§ THE INPUT

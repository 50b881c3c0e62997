use super::types::{ForecastInputs, ForecastPoint, ForecastSeries, GrowthRates};

pub const DEFAULT_INITIAL_INVESTMENT: f64 = 10_000.0;
pub const DEFAULT_DIVIDEND_YIELD_PCT: f64 = 3.5;
pub const DEFAULT_HORIZON_YEARS: u32 = 10;
pub const MAX_HORIZON_YEARS: u32 = 100;

impl ForecastInputs {
    pub fn new(
        initial_investment: f64,
        dividend_yield_pct: f64,
        horizon_years: u32,
        growth: GrowthRates,
    ) -> Self {
        Self {
            initial_investment,
            dividend_yield_pct,
            horizon_years,
            growth,
        }
    }

    /// Replaces anything the recurrence cannot use with the documented
    /// fallback. Zero growth is a valid assumption and is kept.
    pub fn sanitized(&self) -> Self {
        let defaults = GrowthRates::default();
        let initial_investment = positive_or(self.initial_investment, DEFAULT_INITIAL_INVESTMENT);
        let dividend_yield_pct = positive_or(self.dividend_yield_pct, DEFAULT_DIVIDEND_YIELD_PCT);
        let horizon_years = match self.horizon_years {
            0 => DEFAULT_HORIZON_YEARS,
            years => years.min(MAX_HORIZON_YEARS),
        };
        let growth = GrowthRates {
            dividend_growth_rate_pct: non_negative_or(
                self.growth.dividend_growth_rate_pct,
                defaults.dividend_growth_rate_pct,
            ),
            market_growth_rate_pct: non_negative_or(
                self.growth.market_growth_rate_pct,
                defaults.market_growth_rate_pct,
            ),
        };
        Self {
            initial_investment,
            dividend_yield_pct,
            horizon_years,
            growth,
        }
    }

    pub fn was_clamped(&self) -> bool {
        self.sanitized() != *self
    }
}

fn positive_or(value: f64, fallback: f64) -> f64 {
    if value.is_finite() && value > 0.0 {
        value
    } else {
        fallback
    }
}

fn non_negative_or(value: f64, fallback: f64) -> f64 {
    if value.is_finite() && value >= 0.0 {
        value
    } else {
        fallback
    }
}

pub fn simulate(
    initial_investment: f64,
    annual_dividend_yield_pct: f64,
    horizon_years: u32,
    dividend_growth_rate_pct: f64,
    market_growth_rate_pct: f64,
) -> ForecastSeries {
    simulate_inputs(&ForecastInputs::new(
        initial_investment,
        annual_dividend_yield_pct,
        horizon_years,
        GrowthRates::new(dividend_growth_rate_pct, market_growth_rate_pct),
    ))
}

/// Annual reinvestment recurrence. Every dividend is reinvested before the
/// market move is applied, and the yield itself compounds by the dividend
/// growth rate. The result is linear in `initial_investment`.
pub fn simulate_inputs(inputs: &ForecastInputs) -> ForecastSeries {
    let inputs = inputs.sanitized();
    let market_factor = 1.0 + inputs.growth.market_growth_rate_pct / 100.0;
    let yield_factor = 1.0 + inputs.growth.dividend_growth_rate_pct / 100.0;

    let mut points = Vec::with_capacity(inputs.horizon_years as usize + 1);
    points.push(ForecastPoint::seed(inputs.initial_investment));

    let mut value = inputs.initial_investment;
    let mut current_yield_pct = inputs.dividend_yield_pct;
    let mut cumulative_dividends = 0.0;

    for period in 1..=inputs.horizon_years {
        let dividend_income = value * current_yield_pct / 100.0;
        cumulative_dividends += dividend_income;
        value += dividend_income;
        value *= market_factor;
        current_yield_pct *= yield_factor;

        points.push(ForecastPoint {
            period,
            portfolio_value: value,
            dividend_income,
            cumulative_dividends,
            reinvested_amount: dividend_income,
        });
    }

    ForecastSeries { inputs, points }
}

§ WHAT IS BEING ASKED
Reproducing the whole listing above is not the task. Copy exactly only the lines from the one with "by the dividend" to the one with "for period in", both kept.

§ RESULT OF THE TASK
/// market move is applied, and the yield itself compounds by the dividend
/// growth rate. The result is linear in `initial_investment`.
pub fn simulate_inputs(inputs: &ForecastInputs) -> ForecastSeries {
    let inputs = inputs.sanitized();
    let market_factor = 1.0 + inputs.growth.market_growth_rate_pct / 100.0;
    let yield_factor = 1.0 + inputs.growth.dividend_growth_rate_pct / 100.0;

    let mut points = Vec::with_capacity(inputs.horizon_years as usize + 1);
    points.push(ForecastPoint::seed(inputs.initial_investment));

    let mut value = inputs.initial_investment;
    let mut current_yield_pct = inputs.dividend_yield_pct;
    let mut cumulative_dividends = 0.0;

    for period in 1..=inputs.horizon_years {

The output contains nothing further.